(Beginning of Input records)
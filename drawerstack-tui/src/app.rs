//! Application state: single-owner, main-thread only.
//!
//! The drawer stack itself lives in the session controller; this holds what
//! the itinerary behind the drawers needs, plus the store event log.

use std::cell::RefCell;
use std::collections::VecDeque;
use std::rc::Rc;
use std::time::Instant;

use ratatui::layout::Rect;

use drawerstack_core::domain::SubscriptionId;
use drawerstack_core::{SizeToken, StoreEvent};

use crate::content::TuiController;

/// Store events kept for the side pane.
pub const EVENT_LOG_CAPACITY: usize = 12;

pub type EventLog = Rc<RefCell<VecDeque<String>>>;

/// Status message severity.
#[derive(Debug, Clone, Copy, PartialEq, Eq)]
pub enum StatusLevel {
    Info,
    Warning,
    Error,
}

/// One day of the itinerary.
#[derive(Debug, Clone, PartialEq, Eq)]
pub struct Stop {
    pub day: u8,
    pub place: &'static str,
    pub note: &'static str,
}

fn sample_itinerary() -> Vec<Stop> {
    vec![
        Stop { day: 1, place: "Lisbon", note: "Arrive, tram 28 at dusk" },
        Stop { day: 2, place: "Sintra", note: "Pena palace, early train" },
        Stop { day: 3, place: "Porto", note: "Ribeira, port cellars" },
        Stop { day: 4, place: "Douro", note: "River boat, quinta lunch" },
        Stop { day: 5, place: "Madeira", note: "Levada walk" },
    ]
}

/// An in-progress mouse drag on the top sheet.
#[derive(Debug, Clone, Copy, PartialEq, Eq)]
pub struct DragGesture {
    pub start_row: u16,
}

#[derive(Debug)]
pub struct AppState {
    pub running: bool,
    pub status_message: Option<(String, StatusLevel)>,
    pub stops: Vec<Stop>,
    pub cursor: usize,
    pub show_help: bool,
    /// Size token passed to drawers opened from the itinerary; `None` uses
    /// the resolver default.
    pub size: Option<SizeToken>,
    pub drag: Option<DragGesture>,
    /// Full terminal area, for hit-testing mouse events.
    pub screen: Rect,
    pub events: EventLog,
    subscription: Option<SubscriptionId>,
    started: Instant,
}

impl Default for AppState {
    fn default() -> Self {
        Self::new()
    }
}

impl AppState {
    pub fn new() -> Self {
        Self {
            running: true,
            status_message: None,
            stops: sample_itinerary(),
            cursor: 0,
            show_help: false,
            size: None,
            drag: None,
            screen: Rect::new(0, 0, 80, 24),
            events: Rc::new(RefCell::new(VecDeque::with_capacity(EVENT_LOG_CAPACITY))),
            subscription: None,
            started: Instant::now(),
        }
    }

    /// Subscribe the event log to the controller's store.
    pub fn attach(&mut self, ctl: &mut TuiController) {
        if let Some(previous) = self.subscription.take() {
            ctl.unsubscribe(previous);
        }
        let log = Rc::clone(&self.events);
        let id = ctl.subscribe(move |event, _snapshot| {
            let mut log = log.borrow_mut();
            if log.len() == EVENT_LOG_CAPACITY {
                log.pop_front();
            }
            log.push_back(describe(event));
        });
        self.subscription = Some(id);
    }

    /// Milliseconds since start; the gesture clock.
    pub fn now_ms(&self) -> u64 {
        self.started.elapsed().as_millis() as u64
    }

    pub fn set_status(&mut self, msg: impl Into<String>) {
        self.status_message = Some((msg.into(), StatusLevel::Info));
    }

    pub fn set_warning(&mut self, msg: impl Into<String>) {
        self.status_message = Some((msg.into(), StatusLevel::Warning));
    }

    pub fn set_error(&mut self, msg: impl Into<String>) {
        self.status_message = Some((msg.into(), StatusLevel::Error));
    }

    pub fn select_next(&mut self) {
        if self.cursor + 1 < self.stops.len() {
            self.cursor += 1;
        }
    }

    pub fn select_prev(&mut self) {
        self.cursor = self.cursor.saturating_sub(1);
    }

    pub fn current_stop(&self) -> Option<&Stop> {
        self.stops.get(self.cursor)
    }

    /// Cycle default → sm → md → lg → xl → full → default.
    pub fn cycle_size(&mut self) {
        self.size = match self.size {
            None => Some(SizeToken::ALL[0]),
            Some(current) => SizeToken::ALL
                .iter()
                .position(|t| *t == current)
                .and_then(|i| SizeToken::ALL.get(i + 1))
                .copied(),
        };
    }

    pub fn recent_events(&self) -> Vec<String> {
        self.events.borrow().iter().rev().cloned().collect()
    }
}

/// One-line rendering of a store event for the log pane.
pub fn describe(event: &StoreEvent) -> String {
    match event {
        StoreEvent::Pushed { id, content_type } => format!("+ {id} {content_type}"),
        StoreEvent::Revived {
            id,
            content_type,
            in_place,
        } => {
            let how = if *in_place { "in place" } else { "from pool" };
            format!("↺ {id} {content_type} ({how})")
        }
        StoreEvent::PropsUpdated { id } => format!("~ {id} props"),
        StoreEvent::StateChanged { id, from, to } => format!("  {id} {from} → {to}"),
        StoreEvent::Removed { id, content_type } => format!("- {id} {content_type}"),
        StoreEvent::Retained { id, content_type } => format!("⇣ {id} {content_type} kept"),
        StoreEvent::Evicted { id, content_type } => format!("× {id} {content_type} evicted"),
    }
}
(End of Input records)
Exercise instructions:
Whenever a line of the entries contains the string "Rect", copy that line.

Completed task:
use ratatui::layout::Rect;
    pub screen: Rect,
            screen: Rect::new(0, 0, 80, 24),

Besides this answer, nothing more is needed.